О Боже, что это за мысли! Упаси его Бог узнать об этом. Это был бы конец. Он душевно так слаб, так неуравновешен, от малейшего дуновения ветра может свалиться.
Теперь брат Дины старается его приободрить. Милый мальчик пускает в ход все сценические термины, какие слышал: психологическая детализация, проникновение в дух произведения и так далее. Но Ойген Бишоф качает головой:
— Брось дурака валять, Феликс, — сказал он. — Ты знаешь не хуже меня, чего мне недостаёт. То, что ты говоришь, довольно верно, но не в этом суть. Поверь мне, всему этому можно научиться или же оно является само вместе с задачею, перед которою тебя ставят. Только творческой фантазии научиться нельзя. Либо она есть, либо её нет. Этой фантазии, творящей миры из ничего, вот чего мне не хватает, как и многим другим, как большинству. Да, конечно, я знаю, что ты хочешь сказать, Дина: я проложил себе дорогу, я на кое-что способен, что бы там обо мне ни писали в газетах. Но подозревает ли кто-нибудь из вас, какой я в действительности трезвый и сухой человек? Вот, например, произошла одна история, от которой надо бы потерять покой и сон.

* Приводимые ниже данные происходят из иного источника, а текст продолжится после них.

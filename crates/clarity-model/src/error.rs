use thiserror::Error;

#[derive(Debug, Clone, PartialEq, Eq, Error)]
pub enum ModelError {
    #[error("invalid dataset id: {0:?}")]
    InvalidDatasetId(String),
    #[error("invalid canonical column name: {0:?}")]
    InvalidColumnName(String),
    #[error("canonical column '{column}' has no header spellings")]
    NoHeaders { column: String },
    #[error("canonical column '{0}' is declared twice")]
    DuplicateColumn(String),
}

pub type Result<T> = std::result::Result<T, ModelError>;
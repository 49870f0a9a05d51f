use std::path::Path;

use anyhow::{Context, Result};
use comfy_table::{Cell, CellAlignment, Table};
use tracing::{info, info_span};

use clarity_cli::pipeline::ingest_file;
use clarity_map::{HeaderThresholds, IngestOptions};
use clarity_persistence::SqliteSink;
use clarity_registry::DatasetRegistry;

use crate::cli::{IngestArgs, InitDbArgs, RegistryArgs};
use crate::summary::{align_column, apply_table_style, header_cell};
use crate::types::IngestRun;

fn load_registry(args: &RegistryArgs) -> Result<DatasetRegistry> {
    let registry =
        DatasetRegistry::load(args.config_dir.as_deref()).context("load dataset registry")?;
    info!(
        datasets = registry.len(),
        source = ?registry.source(),
        "loaded dataset registry"
    );
    Ok(registry)
}

fn ingest_options(args: &IngestArgs) -> Result<IngestOptions> {
    let options = IngestOptions {
        thresholds: HeaderThresholds {
            single_row: args.single_row_threshold,
            two_row: args.two_row_threshold,
        },
        header_scan_rows: args.header_scan_rows,
        ..IngestOptions::default()
    };
    options.validate().context("invalid ingest options")?;
    Ok(options)
}

fn open_database(path: &Path, registry: &DatasetRegistry, init: bool) -> Result<SqliteSink> {
    let mut sink = SqliteSink::open(path)
        .with_context(|| format!("open database {}", path.display()))?;
    if init {
        sink.apply_bootstrap_schema(registry.datasets())
            .context("apply bootstrap schema")?;
    }
    Ok(sink)
}

pub fn run_ingest(args: &IngestArgs) -> Result<IngestRun> {
    let options = ingest_options(args)?;
    let registry = load_registry(&args.registry)?;
    let mut sink = open_database(&args.database, &registry, args.init_db)?;

    let span = info_span!("ingest", files = args.files.len());
    let _guard = span.enter();
    let reports = args
        .files
        .iter()
        .map(|path| ingest_file(path, &registry, &options, &mut sink))
        .collect();
    Ok(IngestRun {
        database: args.database.clone(),
        reports,
    })
}

pub fn run_datasets(args: &RegistryArgs) -> Result<()> {
    let registry = load_registry(args)?;
    let mut table = Table::new();
    table.set_header(vec![
        header_cell("Dataset"),
        header_cell("Sheet hint"),
        header_cell("Keywords"),
        header_cell("Table"),
        header_cell("Columns"),
    ]);
    apply_table_style(&mut table);
    align_column(&mut table, 4, CellAlignment::Right);
    for spec in &registry {
        let hint = if spec.sheet_hint.is_empty() {
            "-".to_string()
        } else {
            spec.sheet_hint.clone()
        };
        table.add_row(vec![
            Cell::new(spec.id.as_str()),
            Cell::new(hint),
            Cell::new(spec.required_keywords.join(", ")),
            Cell::new(&spec.table),
            Cell::new(spec.columns.len()),
        ]);
    }
    println!("{table}");
    Ok(())
}

pub fn run_init_db(args: &InitDbArgs) -> Result<usize> {
    let registry = load_registry(&args.registry)?;
    let mut sink = SqliteSink::open(&args.database)
        .with_context(|| format!("open database {}", args.database.display()))?;
    let tables = sink
        .apply_bootstrap_schema(registry.datasets())
        .context("apply bootstrap schema")?;
    Ok(tables)
}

Мороз бы должен был пробрать меня по коже, мне следовало бы содрогнуться от жути, а на меня, видит Бог, это действует не больше, чем когда я за завтраком пробегаю хронику несчастных случаев в газете.
— Вы сегодня читали газету? — спросил я.
При этом я имел в виду рабочие беспорядки в Петербурге: Ойген Бишоф очень интересуется социальным вопросом.
— Нет, не читал. Я не мог сегодня утром найти газету. Дина, куда она запропастилась?
Дина бледнеет, краснеет и опять бледнеет… Боже, как мог я не сообразить, что от него прячут газету, где помещена заметка о крахе его банкирской конторы. Опять уж я натворил Бог знает чего. Я совершаю одну бестактность за другою.
Но Дина быстро овладела собою и лёгким тоном говорит как о безделице:
— Газета? Кажется, я видела её где-то в саду. Я разыщу её. Но ты начал только что говорить о чем-то интересном, Ойген, рассказывай же дальше.
Рядом со мною стоит брат Дины и шепчет мне еле слышно, почти не разжимая губ:
— Вы намерены продолжать свои эксперименты?
Я совершил оплошность в момент рассеянности, больше ничего… Как же это можно объяснить иначе?
Глава IV
Ойген Бишоф расхаживает по комнате, чем-то он занят и как будто старается выразить словами какую-то мысль. Вдруг он останавливается передо мною и смотрит на меня. Глядит мне прямо в лицо испытующе, с беспокойным и неуверенным выражением глаз, почти недоверчиво. От этого взгляда мне становится как-то жутко, сам не знаю почему.
— Странная история, барон, — говорит он. — Возможно, что вас бросит в дрожь и в жар, если я вам расскажу её. Вы сегодня ночью, пожалуй, не сможете заснуть, вот какая это история. Но вот здесь — и Ойген Бишоф ударил себя по лбу, — здесь у меня сидит какая-то клеточка, которая не даёт себя вывести из состояния покоя. Она реагирует только на мелкие повседневные происшествия, на обыденщину. Но для страха и жути, и отчаяния, и неистового испуга — для всего этого она непригодна. Для этого у меня нет надлежащего органа.
— Расскажите же нам наконец эту историю, Бишоф! — перебил его доктор Горский.
— Не знаю, удастся ли мне объяснить вам, в чем
заключается необыкновенная сторона этого происшествия. Рассказчиком я был всегда плохим, вы это знаете. Быть может, вам это все совсем не покажется таким волнующим…
— К чему долгие предисловия, Ойген, начинай же! — говорит инженер, стряхнув пепел с папиросы.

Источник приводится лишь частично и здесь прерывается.